What you need to do:
Return, word for word, only the lines of the data below that lie between the line with "filename quic/quilt-quic-core/src/packet/version_negotiation.rs" and the line with "labels are retained.", those two lines included.

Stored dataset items
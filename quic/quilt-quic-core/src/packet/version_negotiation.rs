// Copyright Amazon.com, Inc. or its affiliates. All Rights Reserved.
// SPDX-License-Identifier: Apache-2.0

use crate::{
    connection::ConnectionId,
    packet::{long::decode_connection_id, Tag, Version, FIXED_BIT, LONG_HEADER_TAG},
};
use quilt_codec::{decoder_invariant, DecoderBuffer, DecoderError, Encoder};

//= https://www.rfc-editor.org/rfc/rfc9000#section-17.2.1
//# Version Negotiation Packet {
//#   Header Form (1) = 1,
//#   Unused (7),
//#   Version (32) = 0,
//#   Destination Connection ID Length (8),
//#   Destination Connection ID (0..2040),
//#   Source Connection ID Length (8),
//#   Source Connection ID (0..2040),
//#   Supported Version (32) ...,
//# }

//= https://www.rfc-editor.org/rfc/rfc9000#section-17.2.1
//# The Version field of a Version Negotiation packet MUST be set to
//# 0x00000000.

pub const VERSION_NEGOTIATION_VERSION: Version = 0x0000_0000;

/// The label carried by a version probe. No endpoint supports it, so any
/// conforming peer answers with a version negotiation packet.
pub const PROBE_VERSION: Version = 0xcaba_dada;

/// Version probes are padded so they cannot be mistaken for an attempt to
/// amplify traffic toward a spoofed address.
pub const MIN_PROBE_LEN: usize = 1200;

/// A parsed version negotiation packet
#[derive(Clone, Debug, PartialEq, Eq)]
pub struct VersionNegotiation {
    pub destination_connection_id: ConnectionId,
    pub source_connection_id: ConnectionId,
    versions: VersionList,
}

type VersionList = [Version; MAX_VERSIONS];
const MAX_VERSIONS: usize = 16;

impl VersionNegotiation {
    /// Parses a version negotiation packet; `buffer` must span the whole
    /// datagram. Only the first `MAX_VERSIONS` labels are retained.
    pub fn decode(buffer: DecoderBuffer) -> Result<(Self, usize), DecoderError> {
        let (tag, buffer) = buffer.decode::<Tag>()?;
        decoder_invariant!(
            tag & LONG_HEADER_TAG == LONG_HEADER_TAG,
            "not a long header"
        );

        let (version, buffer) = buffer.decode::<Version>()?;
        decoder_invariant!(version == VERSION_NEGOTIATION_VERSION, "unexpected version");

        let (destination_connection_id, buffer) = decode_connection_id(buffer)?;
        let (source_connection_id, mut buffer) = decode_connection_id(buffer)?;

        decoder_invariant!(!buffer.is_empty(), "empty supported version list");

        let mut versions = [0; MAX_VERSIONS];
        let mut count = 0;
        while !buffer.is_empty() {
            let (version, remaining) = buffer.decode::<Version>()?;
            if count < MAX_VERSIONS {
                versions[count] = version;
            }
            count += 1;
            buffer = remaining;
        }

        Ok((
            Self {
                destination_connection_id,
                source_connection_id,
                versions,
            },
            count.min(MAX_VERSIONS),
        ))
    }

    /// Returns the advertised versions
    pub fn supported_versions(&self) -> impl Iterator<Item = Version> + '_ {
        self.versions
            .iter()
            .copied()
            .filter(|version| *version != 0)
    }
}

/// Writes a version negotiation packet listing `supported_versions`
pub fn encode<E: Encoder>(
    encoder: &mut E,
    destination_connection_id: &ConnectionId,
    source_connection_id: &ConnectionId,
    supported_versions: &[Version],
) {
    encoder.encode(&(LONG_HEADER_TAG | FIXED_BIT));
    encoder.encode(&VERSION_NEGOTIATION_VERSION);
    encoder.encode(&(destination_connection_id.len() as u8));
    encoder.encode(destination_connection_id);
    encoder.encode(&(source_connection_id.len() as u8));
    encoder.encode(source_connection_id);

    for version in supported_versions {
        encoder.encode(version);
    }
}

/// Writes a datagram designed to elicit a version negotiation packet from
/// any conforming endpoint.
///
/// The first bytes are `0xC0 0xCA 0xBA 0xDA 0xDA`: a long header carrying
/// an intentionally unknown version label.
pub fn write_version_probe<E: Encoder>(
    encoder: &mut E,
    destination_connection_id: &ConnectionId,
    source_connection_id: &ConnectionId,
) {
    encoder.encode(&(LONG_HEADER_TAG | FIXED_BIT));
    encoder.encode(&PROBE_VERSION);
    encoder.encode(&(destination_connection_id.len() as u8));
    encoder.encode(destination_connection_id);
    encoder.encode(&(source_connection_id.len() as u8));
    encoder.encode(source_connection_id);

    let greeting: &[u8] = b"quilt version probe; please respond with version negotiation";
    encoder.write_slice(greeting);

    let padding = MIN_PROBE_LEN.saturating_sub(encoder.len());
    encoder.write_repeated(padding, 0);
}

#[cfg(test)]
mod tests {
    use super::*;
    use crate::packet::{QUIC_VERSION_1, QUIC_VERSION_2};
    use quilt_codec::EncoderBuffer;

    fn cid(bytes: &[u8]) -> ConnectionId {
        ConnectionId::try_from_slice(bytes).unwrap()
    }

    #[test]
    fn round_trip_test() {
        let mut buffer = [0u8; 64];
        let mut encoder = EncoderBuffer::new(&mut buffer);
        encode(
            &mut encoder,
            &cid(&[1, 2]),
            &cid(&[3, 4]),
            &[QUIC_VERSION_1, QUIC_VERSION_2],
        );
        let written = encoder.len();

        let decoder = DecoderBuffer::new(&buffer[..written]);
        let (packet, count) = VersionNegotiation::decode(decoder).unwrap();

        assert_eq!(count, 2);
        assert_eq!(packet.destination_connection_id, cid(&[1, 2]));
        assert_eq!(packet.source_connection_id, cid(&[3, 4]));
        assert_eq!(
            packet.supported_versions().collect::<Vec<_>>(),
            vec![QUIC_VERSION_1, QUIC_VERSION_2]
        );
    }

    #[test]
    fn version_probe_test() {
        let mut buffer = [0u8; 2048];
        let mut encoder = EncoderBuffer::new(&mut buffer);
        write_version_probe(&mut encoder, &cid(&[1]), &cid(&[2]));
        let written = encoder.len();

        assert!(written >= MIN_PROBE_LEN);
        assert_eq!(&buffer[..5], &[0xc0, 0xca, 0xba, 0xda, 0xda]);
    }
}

* * *

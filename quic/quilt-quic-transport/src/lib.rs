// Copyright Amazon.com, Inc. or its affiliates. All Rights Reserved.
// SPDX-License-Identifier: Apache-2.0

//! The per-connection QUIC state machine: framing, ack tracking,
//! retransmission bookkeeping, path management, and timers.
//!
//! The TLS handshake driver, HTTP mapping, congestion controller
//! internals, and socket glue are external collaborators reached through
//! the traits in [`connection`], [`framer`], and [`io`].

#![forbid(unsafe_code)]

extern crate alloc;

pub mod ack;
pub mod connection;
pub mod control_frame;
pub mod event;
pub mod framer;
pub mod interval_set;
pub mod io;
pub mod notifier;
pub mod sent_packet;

...

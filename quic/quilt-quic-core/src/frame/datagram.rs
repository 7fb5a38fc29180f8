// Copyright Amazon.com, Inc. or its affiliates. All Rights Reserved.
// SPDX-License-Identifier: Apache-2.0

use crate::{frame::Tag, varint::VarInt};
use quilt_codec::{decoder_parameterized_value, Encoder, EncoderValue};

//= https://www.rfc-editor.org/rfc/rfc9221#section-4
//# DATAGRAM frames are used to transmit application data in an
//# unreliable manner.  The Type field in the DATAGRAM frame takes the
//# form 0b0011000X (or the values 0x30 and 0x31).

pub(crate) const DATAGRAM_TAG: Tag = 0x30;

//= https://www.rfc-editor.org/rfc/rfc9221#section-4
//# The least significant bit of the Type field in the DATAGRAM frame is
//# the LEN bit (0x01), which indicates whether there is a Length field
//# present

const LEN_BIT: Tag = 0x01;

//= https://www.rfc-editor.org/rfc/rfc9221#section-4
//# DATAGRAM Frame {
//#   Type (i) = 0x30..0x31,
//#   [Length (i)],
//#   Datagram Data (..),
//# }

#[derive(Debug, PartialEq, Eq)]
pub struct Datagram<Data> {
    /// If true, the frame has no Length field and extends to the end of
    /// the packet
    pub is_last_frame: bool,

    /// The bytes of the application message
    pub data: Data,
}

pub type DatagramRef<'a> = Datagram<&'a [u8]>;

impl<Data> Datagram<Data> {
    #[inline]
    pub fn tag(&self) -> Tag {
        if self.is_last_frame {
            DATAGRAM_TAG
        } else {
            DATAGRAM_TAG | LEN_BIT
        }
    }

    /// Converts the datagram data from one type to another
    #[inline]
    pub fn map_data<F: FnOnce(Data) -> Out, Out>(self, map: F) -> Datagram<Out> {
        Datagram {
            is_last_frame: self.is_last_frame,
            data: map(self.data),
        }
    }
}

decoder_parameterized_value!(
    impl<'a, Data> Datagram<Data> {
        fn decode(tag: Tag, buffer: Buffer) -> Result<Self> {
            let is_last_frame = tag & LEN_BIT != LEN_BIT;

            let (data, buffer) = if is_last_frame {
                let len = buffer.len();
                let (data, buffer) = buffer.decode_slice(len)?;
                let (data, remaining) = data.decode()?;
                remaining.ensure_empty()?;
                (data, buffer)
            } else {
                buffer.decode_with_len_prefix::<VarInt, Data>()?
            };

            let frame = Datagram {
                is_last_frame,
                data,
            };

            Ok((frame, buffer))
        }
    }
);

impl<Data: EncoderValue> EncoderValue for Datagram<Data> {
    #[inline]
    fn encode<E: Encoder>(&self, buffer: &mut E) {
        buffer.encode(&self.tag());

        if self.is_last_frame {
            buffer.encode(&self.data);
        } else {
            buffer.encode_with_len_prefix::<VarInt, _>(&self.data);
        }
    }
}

Exercise solution:
filename quic/quilt-quic-core/src/packet/version_negotiation.rs
// Copyright Amazon.com, Inc. or its affiliates. All Rights Reserved.
// SPDX-License-Identifier: Apache-2.0

use crate::{
    connection::ConnectionId,
    packet::{long::decode_connection_id, Tag, Version, FIXED_BIT, LONG_HEADER_TAG},
};
use quilt_codec::{decoder_invariant, DecoderBuffer, DecoderError, Encoder};

//= https://www.rfc-editor.org/rfc/rfc9000#section-17.2.1
//# Version Negotiation Packet {
//#   Header Form (1) = 1,
//#   Unused (7),
//#   Version (32) = 0,
//#   Destination Connection ID Length (8),
//#   Destination Connection ID (0..2040),
//#   Source Connection ID Length (8),
//#   Source Connection ID (0..2040),
//#   Supported Version (32) ...,
//# }

//= https://www.rfc-editor.org/rfc/rfc9000#section-17.2.1
//# The Version field of a Version Negotiation packet MUST be set to
//# 0x00000000.

pub const VERSION_NEGOTIATION_VERSION: Version = 0x0000_0000;

/// The label carried by a version probe. No endpoint supports it, so any
/// conforming peer answers with a version negotiation packet.
pub const PROBE_VERSION: Version = 0xcaba_dada;

/// Version probes are padded so they cannot be mistaken for an attempt to
/// amplify traffic toward a spoofed address.
pub const MIN_PROBE_LEN: usize = 1200;

/// A parsed version negotiation packet
#[derive(Clone, Debug, PartialEq, Eq)]
pub struct VersionNegotiation {
    pub destination_connection_id: ConnectionId,
    pub source_connection_id: ConnectionId,
    versions: VersionList,
}

type VersionList = [Version; MAX_VERSIONS];
const MAX_VERSIONS: usize = 16;

impl VersionNegotiation {
    /// Parses a version negotiation packet; `buffer` must span the whole
    /// datagram. Only the first `MAX_VERSIONS` labels are retained.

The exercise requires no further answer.